Не знаю, сколько я проходила там, разглядывая дом, примыкающие к нему остатки хозяйственных построек и, кажется, конюшни. А за домом находилась старая беседка и вишневый сад: заросший, заброшенный, но целый. С внутренней стороны дома я и заметила ее — расчищенную дорожку, ведущую куда-то вглубь вишневого сада. И конечно, я не могла по ней не пойти.

Шла не долго, не более десяти минут, пока тропинка не вывела на большую дорогу, ведущую, скорее всего, именно туда, куда я и стремилась изначально — в деревню Павловка. И не ошиблась, увидев неподалеку первый дом, а за ним еще один, и еще…

Запустение виднелось повсюду: когда-то добротные, крепкие дома сейчас выглядели осиротелыми, заброшенными, никому не нужными сараюшками. Что примечательно — собаки не лаяли, народ по улице не ходил, да и вообще мне показалось, что деревня мертвая.

Дойдя до середины большой, широкой улицы, я наткнулась на магазин — крохотное деревянное одноэтажное здание, выкрашенное синей краской. Единственное здание, которое выглядело жилым. Напротив располагался заброшенный сельсовет и, кажется, бывшая почта. Два в одном, так сказать.

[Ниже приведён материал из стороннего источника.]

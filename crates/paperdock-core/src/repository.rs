//! Repository facade.
//!
//! Wires the identity resolver, metadata store, text extractor, full-text
//! index and background jobs into the surface callers use: `upsert`,
//! `get`, `delete`, `attach_pdf`, `query`, `reindex_all` and the
//! full-text context search. Every operation returns a typed outcome;
//! expected conditions (not found, malformed PDF, no PDF) never surface
//! as panics.

use std::path::PathBuf;
use std::sync::Arc;

use thiserror::Error;
use tracing::{info, warn};

use crate::config::RepositoryConfig;
use crate::domain::{PaperRecord, VenueStat};
use crate::export::{export_records, ExportError, ExportFormat};
use crate::extract::{ExtractError, TextExtractor, EXTRACTOR_VERSION};
use crate::index::{self, FullTextIndex, IndexError};
use crate::jobs::{ExtractionJobs, ExtractionStatus, JobError};
use crate::query::{self, QueryCriteria, QueryError};
use crate::sources::RawPaperMetadata;
use crate::store::{Database, ListFilter, MetadataStore, StoreError, UpsertOutcome};

#[derive(Debug, Error)]
pub enum RepositoryError {
    #[error(transparent)]
    Store(#[from] StoreError),

    #[error(transparent)]
    Index(#[from] IndexError),

    #[error(transparent)]
    Extraction(#[from] ExtractError),

    #[error(transparent)]
    Query(#[from] QueryError),

    #[error(transparent)]
    Export(#[from] ExportError),
}

impl From<JobError> for RepositoryError {
    fn from(e: JobError) -> Self {
        match e {
            JobError::NotFound(id) => RepositoryError::Store(StoreError::NotFound(id)),
            JobError::Extraction(e) => RepositoryError::Extraction(e),
            JobError::Storage(msg) => RepositoryError::Store(StoreError::Storage(msg)),
        }
    }
}

/// A full-text search result with display context.
#[derive(Debug, Clone, PartialEq)]
pub struct FullTextContext {
    pub paper_id: String,
    pub title: String,
    pub authors: Vec<String>,
    pub snippet: String,
    pub matched_tokens: usize,
}

/// Outcome of a full index rebuild.
#[derive(Debug, Clone, Default, PartialEq)]
pub struct ReindexReport {
    pub reindexed: usize,
    pub skipped: usize,
    /// `(paper_id, reason)` for papers whose PDF could not be processed;
    /// their records remain queryable with `full_text_available = false`.
    pub failed: Vec<(String, String)>,
}

/// The local paper repository.
pub struct Repository {
    config: RepositoryConfig,
    store: MetadataStore,
    index: FullTextIndex,
    extractor: TextExtractor,
    jobs: ExtractionJobs,
}

impl Repository {
    /// Open (or create) the repository described by the configuration.
    pub fn open(config: RepositoryConfig) -> Result<Self, RepositoryError> {
        std::fs::create_dir_all(&config.papers_dir)
            .map_err(|e| StoreError::Storage(format!("create papers dir: {}", e)))?;
        if let Some(parent) = config.db_path.parent() {
            std::fs::create_dir_all(parent)
                .map_err(|e| StoreError::Storage(format!("create data dir: {}", e)))?;
        }
        let db = Arc::new(Database::open(&config.db_path)?);
        Ok(Self::with_database(db, config))
    }

    /// Repository over an in-memory database (for testing). PDFs still
    /// land in `papers_dir`.
    pub fn in_memory(papers_dir: impl Into<PathBuf>) -> Result<Self, RepositoryError> {
        let papers_dir = papers_dir.into();
        let config = RepositoryConfig {
            data_dir: papers_dir.clone(),
            db_path: papers_dir.join("papers.db"),
            papers_dir,
            extraction: Default::default(),
        };
        let db = Arc::new(Database::open_in_memory()?);
        Ok(Self::with_database(db, config))
    }

    fn with_database(db: Arc<Database>, config: RepositoryConfig) -> Self {
        let store = MetadataStore::new(db.clone(), &config.papers_dir);
        let index = FullTextIndex::new(db);
        let extractor = TextExtractor::new(&config.extraction);
        let jobs = ExtractionJobs::new(
            store.clone(),
            index.clone(),
            extractor.clone(),
            config.extraction.timeout,
        );
        Self {
            config,
            store,
            index,
            extractor,
            jobs,
        }
    }

    pub fn config(&self) -> &RepositoryConfig {
        &self.config
    }

    /// Merge raw provider metadata into the collection.
    pub fn upsert(
        &self,
        raw: &RawPaperMetadata,
        source: &str,
    ) -> Result<UpsertOutcome, RepositoryError> {
        Ok(self.store.upsert(raw, source)?)
    }

    pub fn get(&self, paper_id: &str) -> Result<Option<PaperRecord>, RepositoryError> {
        Ok(self.store.get(paper_id)?)
    }

    /// Lookup by id, falling back to a title substring match.
    pub fn find(&self, key: &str) -> Result<Option<PaperRecord>, RepositoryError> {
        Ok(self.store.lookup(key)?)
    }

    /// Remove a record, its source mappings, its index entry and its PDF.
    pub fn delete(&self, paper_id: &str) -> Result<(), RepositoryError> {
        Ok(self.store.delete(paper_id)?)
    }

    /// Store a downloaded PDF for the paper and extract/index its text.
    ///
    /// A failed extraction leaves the record queryable with
    /// `full_text_available = false`; the typed error tells the caller
    /// why the text is missing.
    pub async fn attach_pdf(
        &self,
        paper_id: &str,
        pdf_bytes: &[u8],
    ) -> Result<ExtractionStatus, RepositoryError> {
        self.store.attach_pdf(paper_id, pdf_bytes)?;
        Ok(self.jobs.ensure_full_text(paper_id).await?)
    }

    /// Extract and index the paper's attached PDF if that has not
    /// happened yet; concurrent calls share one job.
    pub async fn ensure_full_text(
        &self,
        paper_id: &str,
    ) -> Result<ExtractionStatus, RepositoryError> {
        Ok(self.jobs.ensure_full_text(paper_id).await?)
    }

    /// Run a composite query: full-text restriction, metadata filters,
    /// deterministic ranking, offset/limit pagination.
    pub fn query(&self, criteria: &QueryCriteria) -> Result<Vec<PaperRecord>, RepositoryError> {
        criteria.validate()?;

        let restriction = if criteria.wants_full_text() {
            let hits = self.index.search(&criteria.full_text_terms)?;
            if hits.is_empty() {
                return Ok(Vec::new());
            }
            Some(hits.into_iter().map(|h| h.paper_id).collect())
        } else {
            None
        };

        let mut records = self.store.list(&criteria.to_list_filter(restriction))?;
        query::rank(&mut records);
        Ok(query::paginate(records, criteria.offset, criteria.limit))
    }

    /// Query and serialize in one step.
    pub fn export(
        &self,
        criteria: &QueryCriteria,
        format: ExportFormat,
    ) -> Result<String, RepositoryError> {
        let records = self.query(criteria)?;
        Ok(export_records(&records, format)?)
    }

    /// Full-text search returning context snippets around the first
    /// matching term, most token matches first.
    pub fn full_text_contexts(
        &self,
        terms: &[String],
        limit: usize,
    ) -> Result<Vec<FullTextContext>, RepositoryError> {
        let mut hits = self.index.search(terms)?;
        hits.sort_by(|a, b| {
            b.matched_tokens
                .cmp(&a.matched_tokens)
                .then_with(|| a.paper_id.cmp(&b.paper_id))
        });

        let mut contexts = Vec::new();
        for hit in hits.into_iter().take(limit) {
            let Some(record) = self.store.get(&hit.paper_id)? else {
                // Entry outlived its record; stale, skip it.
                continue;
            };
            let Some(content) = self.index.content(&hit.paper_id)? else {
                continue;
            };
            let snippet = snippet(&content, terms, 100).unwrap_or_default();
            contexts.push(FullTextContext {
                paper_id: record.paper_id,
                title: record.title,
                authors: record.authors,
                snippet,
                matched_tokens: hit.matched_tokens,
            });
        }
        Ok(contexts)
    }

    /// Rebuild the full-text index from stored PDFs. The designed
    /// recovery path after extractor upgrades or index corruption:
    /// entries already built with the current extractor version are
    /// skipped unless `force` is set.
    pub fn reindex_all(&self, force: bool) -> Result<ReindexReport, RepositoryError> {
        let mut report = ReindexReport::default();

        for record in self.store.list(&ListFilter::default())? {
            let Some(pdf_path) = record.pdf_path.as_ref() else {
                continue;
            };

            if !force {
                if let Some(version) = self.index.entry_version(&record.paper_id)? {
                    if version == EXTRACTOR_VERSION {
                        report.skipped += 1;
                        continue;
                    }
                }
            }

            let outcome = std::fs::read(pdf_path)
                .map_err(|e| ExtractError::Malformed(format!("read pdf: {}", e)))
                .and_then(|bytes| self.extractor.extract(&bytes));

            match outcome {
                Ok(extracted) if extracted.is_empty() => {
                    self.index.remove(&record.paper_id)?;
                    report.reindexed += 1;
                }
                Ok(extracted) => {
                    self.index
                        .index(&index::build_entry(&record.paper_id, &extracted.text))?;
                    report.reindexed += 1;
                }
                Err(e) => {
                    warn!(paper_id = %record.paper_id, error = %e, "reindex failed for paper");
                    self.index.remove(&record.paper_id)?;
                    report.failed.push((record.paper_id, e.to_string()));
                }
            }
        }

        info!(
            reindexed = report.reindexed,
            skipped = report.skipped,
            failed = report.failed.len(),
            "index rebuild complete"
        );
        Ok(report)
    }

    /// Venues ranked by mean citation count.
    pub fn venue_stats(&self, limit: usize) -> Result<Vec<VenueStat>, RepositoryError> {
        Ok(self.store.venue_stats(limit)?)
    }
}

/// Extract a context window around the first matching term, ellipsized on
/// both sides when truncated.
fn snippet(content: &str, terms: &[String], context_chars: usize) -> Option<String> {
    let folded = content.to_lowercase();

    let mut first: Option<(usize, usize)> = None;
    for term in terms {
        let needle = term.trim().to_lowercase();
        if needle.is_empty() {
            continue;
        }
        if let Some(pos) = folded.find(&needle) {
            if first.map_or(true, |(p, _)| pos < p) {
                first = Some((pos, needle.len()));
            }
        }
    }
    let (pos, term_len) = first?;

    // Case folding can change byte lengths for some scripts; fall back to
    // slicing the folded text when the offsets no longer line up.
    let hay = if folded.len() == content.len() {
        content
    } else {
        folded.as_str()
    };

    let start = floor_char_boundary(hay, pos.saturating_sub(context_chars));
    let end = ceil_char_boundary(hay, (pos + term_len + context_chars).min(hay.len()));

    let mut out = String::new();
    if start > 0 {
        out.push_str("...");
    }
    out.push_str(hay[start..end].trim());
    if end < hay.len() {
        out.push_str("...");
    }
    Some(out)
}

fn floor_char_boundary(s: &str, mut index: usize) -> usize {
    while index > 0 && !s.is_char_boundary(index) {
        index -= 1;
    }
    index
}

fn ceil_char_boundary(s: &str, mut index: usize) -> usize {
    while index < s.len() && !s.is_char_boundary(index) {
        index += 1;
    }
    index
}

#[cfg(test)]
mod tests {
    use super::*;

    #[test]
    fn snippet_windows_around_first_match() {
        let content = "aaaa ".repeat(50) + "needle" + &" bbbb".repeat(50);
        let result = snippet(&content, &["needle".to_string()], 20).unwrap();
        assert!(result.starts_with("..."));
        assert!(result.ends_with("..."));
        assert!(result.contains("needle"));
        assert!(result.len() < 60);
    }

    #[test]
    fn snippet_at_text_start_has_no_leading_ellipsis() {
        let result = snippet("needle in a haystack", &["needle".to_string()], 30).unwrap();
        assert_eq!(result, "needle in a haystack");
    }

    #[test]
    fn snippet_is_case_insensitive() {
        let result = snippet("The Needle is here", &["NEEDLE".to_string()], 50).unwrap();
        assert!(result.contains("Needle"));
    }

    #[test]
    fn snippet_without_match_is_none() {
        assert!(snippet("nothing here", &["needle".to_string()], 50).is_none());
    }

    #[test]
    fn snippet_respects_char_boundaries() {
        let content = format!("{} needle {}", "é".repeat(120), "ü".repeat(120));
        let result = snippet(&content, &["needle".to_string()], 25).unwrap();
        assert!(result.contains("needle"));
    }
}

В общем, идти дальше мне как-то резко расхотелось, и я повернула обратно. Дорогу примерно запомнила, и ничего, что опять по полю на брюхе ползти, но сворачивать куда-то и искать новый путь к Митричу не рискнула бы ни за какие коврижки. Заблудиться на ночь глядя в подобном месте — сомнительное удовольствие, да и на постой к местным обитателям только сумасшедший рискнул бы попроситься.

«Улепетывать отсюда надо, и поскорее», — вопил внутренний голос, и я была с ним полностью согласна, вот только едва начала двигаться в обратном направлении, как заметила ее — старуху в жутком грязном тряпье: высохшую, костлявую, с какими-то полубезумными черными глазами, сверкающими из-под замотанного на лице платка. Из соседнего дома вышел старик, еле переставляя ноги, очень похожий на первую старуху, за ним еще один, и еще. И все они смотрели на меня.